By increasing the number of medicines formulated for children, we aim to improve safety, efficacy and compliance of medicines used in children.

One of our priorities is to determine the medicines most in-need and find ways to make these medicines available commercially. As a first step, we are developing a national list of the most commonly compounded medicines in collaboration with pharmacists associated with Canadian pediatric academic health centres. This list is dynamic and will be updated periodically.

Partner with Pharmaceutical Companies to Develop Pediatric Formulations for Children

We are approaching pharmaceutical companies to seek partnership to facilitate the regulatory approval and commercialization of pediatric formulations for the currently compounded medicines most in need in Canada.

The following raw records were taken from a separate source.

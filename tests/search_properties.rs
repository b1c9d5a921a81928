use rust_grapheme_search::kwic::KwicLine;
use rust_grapheme_search::{
    RULE_TABLE, SearchOptions, TokenMatcher, compile, find_matches, normalize_vowels, search, tokenize,
};

#[test]
fn test_empty_query_matches_any_token() {
    let matcher = TokenMatcher::new(&compile(""), false).unwrap();
    for token in ["", "a", "ſzvet", "1848", "l’j"] {
        assert!(matcher.is_match(&normalize_vowels(token)), "{token:?}");
    }
}

#[test]
fn test_every_phoneme_matches_its_variants() {
    for phoneme in RULE_TABLE.phonemes() {
        let matcher = TokenMatcher::new(&compile(phoneme), true).unwrap();
        for variant in RULE_TABLE.get(phoneme).unwrap() {
            assert!(matcher.is_match(variant), "{phoneme} -> {variant}");
        }
    }
}

#[test]
fn test_digraph_takes_priority() {
    let pattern = compile("lj");
    let groups: Vec<_> = pattern.groups().collect();
    assert_eq!(groups.len(), 1);
    assert_eq!(groups[0].phoneme, "lj");
    assert_eq!(groups[0].variants, RULE_TABLE.get("lj").unwrap());
}

#[test]
fn test_whole_word_flag() {
    let corpus = "U predživot ulazi.";
    let sub = search("živ", corpus, &SearchOptions::default()).unwrap();
    assert_eq!(sub.matches.len(), 1);
    assert!(sub.matches[0].contains("[predživot]"));

    let whole = search("živ", corpus, &SearchOptions::default().whole_word(true)).unwrap();
    assert!(whole.matches.is_empty());
}

#[test]
fn test_kwic_at_corpus_edges() {
    let tokens = tokenize("prvi drugi treći četvrti");
    let first = KwicLine::new(0, &tokens, 2).unwrap();
    assert!(first.left.is_empty());
    assert_eq!(first.right, ["drugi", "treći"]);

    let last = KwicLine::new(3, &tokens, 2).unwrap();
    assert!(last.right.is_empty());
    assert_eq!(last.left, ["drugi", "treći"]);
}

#[test]
fn test_kljucz_end_to_end() {
    let result = search("ključ", "On reçe: kljucz je tvoj.", &SearchOptions::default()).unwrap();
    assert_eq!(result.matches.len(), 1);
    assert!(result.matches[0].contains("[kljucz]"));
    assert!(result.matches[0].len() > "[kljucz]".len());

    let pattern = compile("ključ");
    assert_eq!(pattern.groups().count(), 4);
    for group in pattern.groups() {
        let shown: Vec<String> = group.variants.iter().map(|v| regex::escape(v)).collect();
        assert!(result.pattern.contains(&shown.join("|")), "{}", group.phoneme);
    }
}

#[test]
fn test_matches_follow_corpus_order() {
    let tokens = tokenize("gnjev ljubav gliubav nebo l’ubav");
    let matcher = TokenMatcher::new(&compile("ljub"), false).unwrap();
    let hits = find_matches(&tokens, &matcher);
    let indices: Vec<usize> = hits.iter().map(|m| m.index).collect();
    assert_eq!(indices, [1, 2, 4]);
}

For the pharmaceutical partner, who will be the sponsor of the regulatory application, this will mean:

  • Bringing to the Canadian market already existing pediatric formulations that are approved and available in other countries
  • Developing pediatric formulations when they do not exist

Our business model is that we will partner with pharmaceutical companies to build a dossier to bring to regulatory agencies (e.g., Health Canada). The Centre will build a development plan, called a “PERFORM Plan”, for each drug of interest. The PERFORM covers the following aspects:

  • Outline of clinical uses of the drug in pediatrics and formulation needs according to age groups
  • Summary of published pediatric pharmacokinetic, efficacy, and safety data
  • Systematic review and meta-analysis in the case of a submission relying on Third Party Data to Health Canada
  • Description of existing pediatric formulation(s), if any, and indications for which they have been approved in other jurisdictions
  • Identification of knowledge gaps, if present

If needed, the PERFORM plan may include the design of pediatric studies (including pharmacokinetic, bioequivalence, efficacy, and safety studies) needed in order to fulfill regulatory requirements for approval. The Goodman Centre can also take a leadership role in the undertaking of pediatric studies.

Our experienced team is available to attend meetings with regulators to support any regulatory applications.